I Believe the most successful tyranny is the one that removes awareness of other possibilities (it makes possible all other forms of tyranny). That is the primary reason for the dumming down by government seminaries (public schools), the frivolous bla-bla-bla by the government media's talking heads and the dole - set up to finance poverty. Terms and concepts such as religion have morphed so sufficiently that the national establishment of religion legislated by the occupying statist theocracy infesting this land, through ecumenical canons, is not recognized by subdued chattel - unaware of their awful plight. For a country that touts being the land of the free and home of the brave, so extremely few recognize that liberty means: The power of acting as one thinks fit, without any restraint or control, except from the laws of nature. (Bouviers Law Dictionary) Liberty: exemption from extraneous control. The power of the will, in its moral freedom, to follow the dictates of its unrestricted choice, and to direct the external acts of the individual without restraint, coercion, or control from other persons.

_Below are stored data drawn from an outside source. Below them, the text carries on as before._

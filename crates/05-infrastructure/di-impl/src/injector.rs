//! 依赖注入容器
//!
//! 对外的统一入口：注册工厂、提供构造参数、按名称或能力类型解析组件

use crate::args::ArgStore;
use crate::registry::{Registry, Unit};
use crate::resolver::Resolver;
use crate::spawner::Spawner;
use crate::strategy;
use di_abstractions::{
    Arg, CapabilityType, ComponentRegistry, ContainerStats, DependencyResolver, Factory, Instance,
    Provider, RawFactory, ResolveContext, ResolveOptions, UnitDescriptor,
};
use infrastructure_common::{ContainerConfig, DependencyResult, Lifetime};
use parking_lot::RwLock;
use std::any::Any;
use std::sync::atomic::{AtomicU64, Ordering};
use std::sync::Arc;
use tracing::{info, warn};

/// 依赖注入容器
///
/// 注册应在启动阶段完成，之后可以在多个线程中并发解析
#[derive(Debug)]
pub struct Injector {
    registry: RwLock<Registry>,
    args: ArgStore,
    config: ContainerConfig,
    resolutions: AtomicU64,
    resolution_errors: AtomicU64,
}

impl Injector {
    /// 使用默认配置创建容器
    pub fn new() -> Self {
        Self::with_config(ContainerConfig::default())
    }

    /// 使用指定配置创建容器
    pub fn with_config(config: ContainerConfig) -> Self {
        Self {
            registry: RwLock::new(Registry::new()),
            args: ArgStore::new(),
            config,
            resolutions: AtomicU64::new(0),
            resolution_errors: AtomicU64::new(0),
        }
    }

    /// 容器配置
    pub fn config(&self) -> &ContainerConfig {
        &self.config
    }

    /// 注册工厂
    ///
    /// ```ignore
    /// injector.register(Lifetime::Singleton, new_storage, "storage")?;
    /// ```
    pub fn register<Args, F>(
        &self,
        lifetime: Lifetime,
        factory: F,
        name: &str,
    ) -> DependencyResult<()>
    where
        Args: 'static,
        F: Factory<Args>,
    {
        self.register_raw(lifetime, RawFactory::from_factory(factory), name)
    }

    /// 使用字符串形式的生命周期注册工厂（`singleton`、`transient` 或 `factory`）
    ///
    /// 无法识别的生命周期在校验工厂之前失败
    pub fn register_with_strategy<Args, F>(
        &self,
        strategy: &str,
        factory: F,
        name: &str,
    ) -> DependencyResult<()>
    where
        Args: 'static,
        F: Factory<Args>,
    {
        let lifetime: Lifetime = strategy.parse()?;
        self.register(lifetime, factory, name)
    }

    /// 使用配置中的默认生命周期注册工厂
    pub fn register_default<Args, F>(&self, factory: F, name: &str) -> DependencyResult<()>
    where
        Args: 'static,
        F: Factory<Args>,
    {
        self.register(self.config.default_lifetime, factory, name)
    }

    /// 注册手写的工厂描述
    pub fn register_raw(
        &self,
        lifetime: Lifetime,
        raw: RawFactory,
        name: &str,
    ) -> DependencyResult<()> {
        let spawner = Spawner::new(raw).map_err(|e| {
            warn!(unit = name, error = %e, "工厂签名无效");
            e
        })?;
        let capability = spawner.capability();
        let unit = Unit::new(name, lifetime, strategy::apply(lifetime, spawner));

        self.registry.write().register(unit).map_err(|e| {
            warn!(unit = name, error = %e, "组件注册失败");
            e
        })?;

        info!(unit = name, capability = %capability, lifetime = %lifetime, "注册组件");
        Ok(())
    }

    /// 设置构造参数，覆盖同类型的旧值
    pub fn set_arg<C: Any + Send + Sync>(&self, value: C) {
        self.args.set_arg(value);
    }

    /// 设置已共享的构造参数
    pub fn set_shared_arg<C: Any + Send + Sync>(&self, value: Arc<C>) {
        self.args.set_shared_arg(value);
    }

    /// 批量设置构造参数
    pub fn set_args(&self, args: impl IntoIterator<Item = Arg>) {
        self.args.set_args(args);
    }

    /// 构造参数存储
    pub fn args(&self) -> &ArgStore {
        &self.args
    }

    /// 已注册的组件数量
    pub fn len(&self) -> usize {
        self.registry.read().len()
    }

    pub fn is_empty(&self) -> bool {
        self.registry.read().is_empty()
    }

    /// 统计信息快照
    pub fn stats(&self) -> ContainerStats {
        ContainerStats {
            registered_units: self.len(),
            arguments: self.args.len(),
            resolutions: self.resolutions.load(Ordering::Relaxed),
            resolution_errors: self.resolution_errors.load(Ordering::Relaxed),
        }
    }

    fn root_context(&self) -> ResolveContext {
        ResolveContext::new(ResolveOptions {
            max_depth: self.config.max_resolution_depth,
        })
    }

    fn track(
        &self,
        result: DependencyResult<Option<Instance>>,
    ) -> DependencyResult<Option<Instance>> {
        self.resolutions.fetch_add(1, Ordering::Relaxed);
        if let Err(e) = &result {
            self.resolution_errors.fetch_add(1, Ordering::Relaxed);
            warn!(error = %e, "组件解析失败");
        }
        result
    }
}

impl Default for Injector {
    fn default() -> Self {
        Self::new()
    }
}

impl DependencyResolver for Injector {
    fn resolve_instance_by_name(
        &self,
        capability: CapabilityType,
        name: &str,
    ) -> DependencyResult<Option<Instance>> {
        let resolver = Resolver::new(&self.registry, &self.args);
        self.track(resolver.resolve_by_name(capability, name, &self.root_context()))
    }

    fn resolve_instance_by_type(
        &self,
        capability: CapabilityType,
    ) -> DependencyResult<Option<Instance>> {
        let resolver = Resolver::new(&self.registry, &self.args);
        self.track(resolver.resolve_by_type(capability, &self.root_context()))
    }
}

impl ComponentRegistry for Injector {
    fn is_registered(&self, name: &str) -> bool {
        self.registry.read().contains(name)
    }

    fn is_registered_capability(&self, capability: CapabilityType) -> bool {
        !self.registry.read().candidates(capability).is_empty()
    }

    fn registered_units(&self) -> Vec<UnitDescriptor> {
        self.registry.read().units().map(|unit| unit.descriptor()).collect()
    }
}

Liberty is the right which nature gives to all mankind of disposing of their persons and property after the manner they judge most consistent with their happiness, on condition of their acting within the limits of the law of nature, and so as not to interfere with an equal exercise of the same rights by other men. (Blacks Law Dictionary 1st ed.) Liberty: "Rightful liberty is unobstructed action according to our will within limits drawn around us by the equal rights of others. I do not add within the limits of the law,' because law is often but the tyrant's will, and always so when it violates the rights of the individual." (Thomas Jefferson) Liberty has been lost by a removal of awareness - having been replaced by a national establishment of religion, compelled compliance, license, victimless crimes, larceny with impunity, and awareness removal of what rights are.

Jim K, Austin

"Judgement Day, Intelligent Design on Trial" is an interesting story of high school biology teachers suing the school board to keep religion out of the school biology textbook. Check it out on YouTube. I agree with the biology teachers.

Jim K, Austin

This was in Dover Pa.

Robert Edwards, Somewhere in Europe

Liberty, you're on a roll!

Ronw13, Yachats Or

Theskeia and Threskos religions. One superficial, the other pure. simplicity to understanding elements. Natural law is constant. Period ! When the cat gets out of the bag, is when people wake UP ! The Leopard and his mountain. The mystery of 3 and the multiple of 11. The Rock, ( natural law)exposes truth, and some wish to hide it. " The catalogue of events " as referenced by presidents, Very, shall we say, discretion. " More powerful than the atom. " Liberty.

warren, olathe

Anonymous, Reston, VA US statement is a perfect example of what Alan was warning against.